23 heures 59 minutes et 48 secondes. Là-bas, à Times Square, la boule de cristal étincelante devait s'approcher du sol, pendant que les New-Yorkais entonnaient le compte à rebours :… 12, 11, 10, 9…

Qu'ils y lisent un brillant avenir ! ne put-elle s'empêcher de penser, elle qui savait pertinemment quels funestes augures cette nouvelle année laisserait présager. Elle releva la tête et, à travers les vitres fumées, vit passer un nain devant la voiture. Puis un groupe de jeunes gens éméchés vint taper sur la carrosserie, des cannettes de bière à la main.00h00. Les douze coups de minuit avaient dû retentir. Les douze coups de minuit. La femme regarda le premier nom de la liste en esquissant un sourire lugubre. Elle avait tranché sur la manière d'éliminer Cendrillon. La Belle au bois dormant, elle s'en occuperait plus tard. Elle savait aussi comment tuer la troisième et, cette fois-ci, n'y apporterait aucune variante. Quant à la quatrième, elle ne s'en chargerait pas elle-même. Non, pour celle-là, elle avait un autre plan.
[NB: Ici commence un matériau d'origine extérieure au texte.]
//! Shared utilities for splitpay.

pub mod logging;

pub use logging::{init_logging, init_tracing, LogFormat};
Gouverner, c'est prévoir. Ensuite, le monde entier serait à elle. Sans partage. Totalement.

 

 

 

Chapitre 1

 

TouT commença…

 


 

 

 

…Lorsqu'une belle jeune femme blonde aux yeux bleus décida de devenir mannequin. La nature l'avait dotée de formes parfaites, d'un visage aux traits agréables et de pieds admirablement proportionnés. Ironie du sort, peu de personnes pouvaient admirer sa plastique, car Cindy Vairshoe vivait dans une petite ville perdue au nord de l'Alaska.

En ce début du mois de mai 2001, la neige n'en finissait pas de tomber et l'été n'était encore qu'une lointaine promesse. Allongée sur son lit, elle rêvait d'arpenter un jour les podiums de Paris, Milan ou New York comme ses "grandes soeurs", Claudia Schiffer et Cindy Crawford. En ce moment même, songeait-elle en observant les flocons qui virevoltaient derrière les carreaux, celles-ci devaient poser en bikini sur une plage des tropiques ou sur un yacht au large de Saint-Tropez.
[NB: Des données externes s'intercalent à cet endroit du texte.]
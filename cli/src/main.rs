//! splitpay: check, price, and simulate payment-group distributions.

mod commands;
mod config;

use std::path::PathBuf;

use clap::Parser;
use serde::Serialize;
use splitpay_types::{Address, MAX_PAYEES};
use splitpay_utils::LogFormat;

use crate::config::CliConfig;

#[derive(Parser)]
#[command(name = "splitpay", version, about = "Payment-distribution ledger tools")]
struct Cli {
    /// Path to a TOML configuration file. File settings are the base;
    /// flags and env vars override them.
    #[arg(long, env = "SPLITPAY_CONFIG")]
    config: Option<PathBuf>,

    /// Log level: "trace", "debug", "info", "warn", "error".
    #[arg(long, env = "SPLITPAY_LOG_LEVEL")]
    log_level: Option<String>,

    /// Log output format: "human" or "json".
    #[arg(long, env = "SPLITPAY_LOG_FORMAT")]
    log_format: Option<LogFormat>,

    /// Override the configured fee rate, in basis points.
    #[arg(long, env = "SPLITPAY_FEE_BPS")]
    fee_bps: Option<u16>,

    #[command(subcommand)]
    command: Command,
}

#[derive(clap::Subcommand)]
enum Command {
    /// Validate a payment group and print its payee count and total.
    Check {
        #[arg(long)]
        group: PathBuf,
    },
    /// Print total, fee, and required value for one payment of a group.
    Quote {
        #[arg(long)]
        group: PathBuf,
        /// Paying address; decides premium exemption.
        #[arg(long, default_value_t = Address::ZERO)]
        caller: Address,
    },
    /// Run one payment of a group against an in-memory host.
    Simulate {
        #[arg(long)]
        group: PathBuf,
        #[arg(long)]
        caller: Address,
        /// Credit escrow balances instead of paying directly.
        #[arg(long)]
        escrow: bool,
    },
}

fn main() -> anyhow::Result<()> {
    let cli = Cli::parse();

    let mut config = match &cli.config {
        Some(path) => CliConfig::from_toml_file(path)?,
        None => CliConfig::default(),
    };
    if let Some(level) = cli.log_level {
        config.log_level = level;
    }
    if let Some(format) = cli.log_format {
        config.log_format = format;
    }
    if let Some(fee_bps) = cli.fee_bps {
        config.params.initial_fee_bps = fee_bps;
        config.params.validate()?;
    }

    splitpay_utils::init_logging(config.log_format, &config.log_level);
    if let Some(path) = &cli.config {
        tracing::info!("loaded config from {}", path.display());
    }

    match cli.command {
        Command::Check { group } => {
            let group = commands::load_group(&group, MAX_PAYEES)?;
            print_json(&commands::check(&group)?)
        }
        Command::Quote { group, caller } => {
            let group = commands::load_group(&group, MAX_PAYEES)?;
            print_json(&commands::quote(&config, &group, caller)?)
        }
        Command::Simulate {
            group,
            caller,
            escrow,
        } => {
            let group = commands::load_group(&group, MAX_PAYEES)?;
            tracing::info!(
                group = %group.name,
                variant = %config.params.variant,
                escrow,
                "simulating distribution"
            );
            print_json(&commands::simulate(&config, &group, caller, escrow)?)
        }
    }
}

fn print_json(value: &impl Serialize) -> anyhow::Result<()> {
    println!("{}", serde_json::to_string_pretty(value)?);
    Ok(())
}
Toutefois, Cindy n'en gardait pas moins les pieds sur terre : pas question pour elle de se montrer en compagnie d'un vulgaire illusionniste ou d'une star d'Hollywood aux cheveux poivre et sel. Elle se voyait plutôt épouser un prince de sang, comme ceux qui défrayaient les premières pages des magazines people.

— Arrête de rêver, ma pauvre fille! lui lança Jackie, sa coiffeuse, pendant que Cindy contemplait le reportage photographique sur papier glacé d'une de ces soirées mondaines.

Jackie était une blonde peroxydée qui avait dû être belle à l'âge où les formes naissantes des jeunes femmes font tourner la tête aux adolescents prépubères. Ses parents l'avaient prénommée ainsi en hommage, bien entendu, à Jacqueline Kennedy, alors première dame des États-Unis. Le temps avait rapidement fait des ravages sur son corps. Trois enfants, autant de maris qui étaient tous partis un beau matin et un régime alimentaire composé exclusivement de hamburgers arrosés de sodas avaient fait le reste. À trente-neuf ans, Jackie dépassait déjà le quintal et volait vers de nouveaux records.

— Pourquoi? Je n'ai pas le droit de rêver? Je ne suis pas plus moche que ces filles, je pourrais être à leur place.

— C'est ça, marmonna l'autre en maniant son peigne et ses ciseaux avec dextérité. Et moi, à cette heure, je devrais être médecin!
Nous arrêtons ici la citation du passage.